PP: Has the work itself undergone a transformation, too?
PP (JGKO): I’m so happy you bring this up because lately I’ve been thinking about how I have to transition work. Sometimes, I would find myself remaking all the works that other people did or referencing heavily from the past. There’d be artists such as [Elaine] Sturtevant or Félix González-Torres, or other works that I felt very related to, but then at some point my relation to it stops—because it isn’t done from this trans perspective. You can have five of the same objects presented by different artists, and each has a different meaning because of who’s presenting it. I think it’s something that I didn’t realize was happening, but that’s being done in every installation and artwork that I produce. There’s a transitioning that feels very necessary because I’m trying to go against the status quo. I’m always butting up against it and being like, there’s room for change, there’s room for this to turn into something else.

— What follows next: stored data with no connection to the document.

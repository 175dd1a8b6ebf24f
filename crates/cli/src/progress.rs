//! Terminal progress spinner.
//!
//! [`Spinner`] is a scoped handle: it starts ticking when created and clears
//! itself from the terminal when dropped, whether the run succeeded or not.
//! It draws on stderr and stays invisible when stderr is not a terminal.

use std::time::Duration;

use indicatif::{ProgressBar, ProgressStyle};

use report::{Phase, ProgressObserver};

const TICK_INTERVAL: Duration = Duration::from_millis(250);
const TICK_CHARS: &str = "\\|/- ";

pub struct Spinner {
    bar: ProgressBar,
    headline: String,
}

impl Spinner {
    /// Starts a spinner showing `headline`; `visible == false` draws nothing.
    pub fn start(headline: String, visible: bool) -> Self {
        let bar = if visible {
            ProgressBar::new_spinner()
        } else {
            ProgressBar::hidden()
        };
        bar.set_style(style("{spinner} {msg}"));
        bar.set_message(headline.clone());
        bar.enable_steady_tick(TICK_INTERVAL);
        Self { bar, headline }
    }
}

fn style(template: &str) -> ProgressStyle {
    ProgressStyle::with_template(template)
        .unwrap_or_else(|_| ProgressStyle::default_spinner())
        .tick_chars(TICK_CHARS)
}

impl ProgressObserver for Spinner {
    fn phase(&self, phase: Phase) {
        let total = match phase {
            Phase::ListingRepositories => None,
            Phase::FetchingCommits { repositories } => Some(repositories),
            Phase::FetchingStats { commits } => Some(commits),
        };
        match total {
            Some(total) => {
                self.bar.set_style(style("{spinner} {msg} [{pos}/{len}]"));
                self.bar.set_length(total as u64);
            }
            None => self.bar.set_style(style("{spinner} {msg}")),
        }
        self.bar.set_position(0);
        self.bar.set_message(format!("{}: {phase}", self.headline));
    }

    fn item_done(&self) {
        self.bar.inc(1);
    }
}

impl Drop for Spinner {
    fn drop(&mut self) {
        self.bar.finish_and_clear();
    }
}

There are definitely moments in this exhibition like that. At one point, I switched all the furniture away from the glass screen, even though you can still see it on the monitor. That was a way of transitioning the space to realize that I don’t want to be this kind of animal on display. Maybe I want to face away from the audience and live my life and not think about everyone looking at me.
I was just thinking about this: I used to just sit down before I transitioned and people-watch and just exist in the world with no purpose. And I think as a trans woman, if that space or time is available, I’ll sit in my bedroom because I don’t feel comfortable enough in the world to just sit there and look at people like I used to. And this gave me the opportunity to do that again. I’m just sitting in this museum watching this screen of people coming in and out, viewing me and the work.